Television is Reality, and Reality is Less Than Television

In 1949, George Orwell wrote 1984 and, with one book, armed us with the lexicon and perspective to understand and describe some of the scariest and most rapid political and social developments of the last century.

Orwell’s source material was the intense ideological landscape of early twentieth century European politics, communism and fascism were pushing the power of the state to new and terrifying levels, but as the century matured it was in the so called ‘liberal democracies’ that the themes of the book were increasingly applicable. As we rapidly approach the 100 year anniversary of the Russian Revolution and the birth of the Soviet Union, the totalitarian state most often considered the model for the state in Orwell’s novel, it is increasingly clear that the ideas of thoughtcrime, newspeak and doublethink are prospering in these ‘liberal democratic’ societies and the repeated use of Orwellian terminology in modern political discourse is a testament to the ability of art to carry a meaningful discourse and to genuinely predict cultural and social changes.

Videodrome is a different beast from Orwell’s novel. I’ve tried to find reviews of Videodrome from when it was initially released and failed, so I’m going to have to fall back on gut feeling and supposition when I say that I imagine it was treated as a slightly trashy genre film. A sci fi horror tale that made cheap use of modern technology; video tapes and television to give it verisimilitude and that special contemporary feel that so often gets an audience worked up in all the right ways. What audiences would’ve missed at the time, in the same way that perhaps first wave readers of Orwell’s book only saw it as a shocking admonishment of Soviet Communism, is the prophetic nature of Videodrome. Without giving the game away, the plot concerns the head of a television network and his journey to discover the source of a new pirate television show.

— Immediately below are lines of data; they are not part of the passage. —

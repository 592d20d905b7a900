//! Transfer multiplexer: the active set of one batch.
//!
//! Starts transfers on the batch's transport, waits once per `poll` (bounded by
//! the time left until the deadline) and turns finished transfers into
//! outcomes. Completion order is whatever the transport reports; ordering is
//! restored by the aggregator.

use std::collections::HashMap;
use std::time::Instant;

use crate::outcome::{Outcome, TransportFailure};
use crate::request::{RequestSpec, SequenceNumber};
use crate::transport::Transport;

/// One started request, owned by the multiplexer until it finishes or is cancelled.
pub struct ActiveTransfer<H> {
    pub seq: SequenceNumber,
    pub url: String,
    pub started: Instant,
    handle: H,
}

pub struct Multiplexer<T: Transport> {
    transport: T,
    active: HashMap<SequenceNumber, ActiveTransfer<T::Handle>>,
}

impl<T: Transport> Multiplexer<T> {
    pub fn new(transport: T) -> Self {
        Self {
            transport,
            active: HashMap::new(),
        }
    }

    pub fn len(&self) -> usize {
        self.active.len()
    }

    pub fn is_empty(&self) -> bool {
        self.active.is_empty()
    }

    /// Starts a non-blocking transfer for `spec`. On failure nothing is added
    /// to the active set; the caller records the failure as the spec's outcome.
    pub fn activate(&mut self, spec: &RequestSpec) -> Result<(), TransportFailure> {
        let handle = self.transport.start(spec.seq, spec)?;
        tracing::debug!(seq = spec.seq, url = %spec.url, "transfer started");
        self.active.insert(
            spec.seq,
            ActiveTransfer {
                seq: spec.seq,
                url: spec.url.clone(),
                started: Instant::now(),
                handle,
            },
        );
        Ok(())
    }

    /// Waits once, for at most the time left until `deadline` (not at all if it
    /// has passed), and returns the transfers that finished, in transport order.
    pub fn poll(&mut self, deadline: Instant) -> Vec<(SequenceNumber, Outcome)> {
        let max_wait = deadline.saturating_duration_since(Instant::now());
        let ready = match self.transport.wait(max_wait) {
            Ok(ready) => ready,
            Err(failure) => return self.fail_all(failure),
        };
        let mut completed = Vec::with_capacity(ready.len());
        for token in ready {
            let Some(transfer) = self.active.remove(&token) else {
                tracing::warn!(token, "completion for unknown transfer ignored");
                continue;
            };
            let outcome = match self.transport.result(transfer.handle) {
                Ok(response) => {
                    tracing::debug!(
                        seq = transfer.seq,
                        status = response.status,
                        bytes = response.body.len(),
                        elapsed_ms = transfer.started.elapsed().as_millis() as u64,
                        "transfer finished"
                    );
                    Outcome::Success(response)
                }
                Err(failure) => {
                    tracing::debug!(seq = transfer.seq, url = %transfer.url, "transfer failed: {}", failure);
                    Outcome::TransportError(failure)
                }
            };
            completed.push((transfer.seq, outcome));
        }
        completed
    }

    /// Aborts every remaining transfer and returns their sequence numbers, ascending.
    pub fn cancel_all(&mut self) -> Vec<SequenceNumber> {
        let mut cancelled: Vec<SequenceNumber> = Vec::with_capacity(self.active.len());
        for (seq, transfer) in self.active.drain() {
            self.transport.abort(transfer.handle);
            cancelled.push(seq);
        }
        cancelled.sort_unstable();
        if !cancelled.is_empty() {
            tracing::debug!(count = cancelled.len(), "cancelled active transfers");
        }
        cancelled
    }

    /// The transport's wait failed: release every handle and fail them all with its cause.
    fn fail_all(&mut self, failure: TransportFailure) -> Vec<(SequenceNumber, Outcome)> {
        tracing::warn!(active = self.active.len(), "transport wait failed: {}", failure);
        self.cancel_all()
            .into_iter()
            .map(|seq| (seq, Outcome::TransportError(failure.clone())))
            .collect()
    }
}

impl<T: Transport> Drop for Multiplexer<T> {
    fn drop(&mut self) {
        self.cancel_all();
    }
}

Drawn in the murky world of the videodrome, we are offered an incredibly solid theory of image and spectatorship and the future relationship between the media, the audience and technology. What is most striking in retrospect is that, rather than predicting the way in which our relationship with television developed, the film startlingly foreshadows recent developments on the internet, particularly in terms of video content. It may of been hard for an audience in 1983 to imagine the widespread appeal of snuff videos and, although I’m sure such things existed, I’m sure there were a lot harder to get hold of than in recent years. For me, growing up in the post-Internet age, I remember only too well the allure of sites such as orgerish.com, on which you could watch all kinds of horrid, violent and real videos.

It recently struck me that there was a strange pattern to the last century – if I take, for example, my own family, I can illustrate and interesting point about the changing way violence and its representations functioned socially. First there is my great grandfather, who fought in both World Wars and, as a result, probably witnessed violence and death first hand. Then there is his son, my grandfather, who has very little desire to engage in or watch violent acts and would undoubtedly be appalled at the idea of his grandchildren watching decapitation videos online. Then there is my father, who although entirely non-violent in his personality, enjoys watching violent films and televisions shows. He is articulate enough to recognize that he has become accustomed to realistic violence in television and cinema. Then there is me, born into a world of video tapes, into a house in which most cupboards bore black plastic fruit – films and shows stolen from the airwaves and locked in boxes.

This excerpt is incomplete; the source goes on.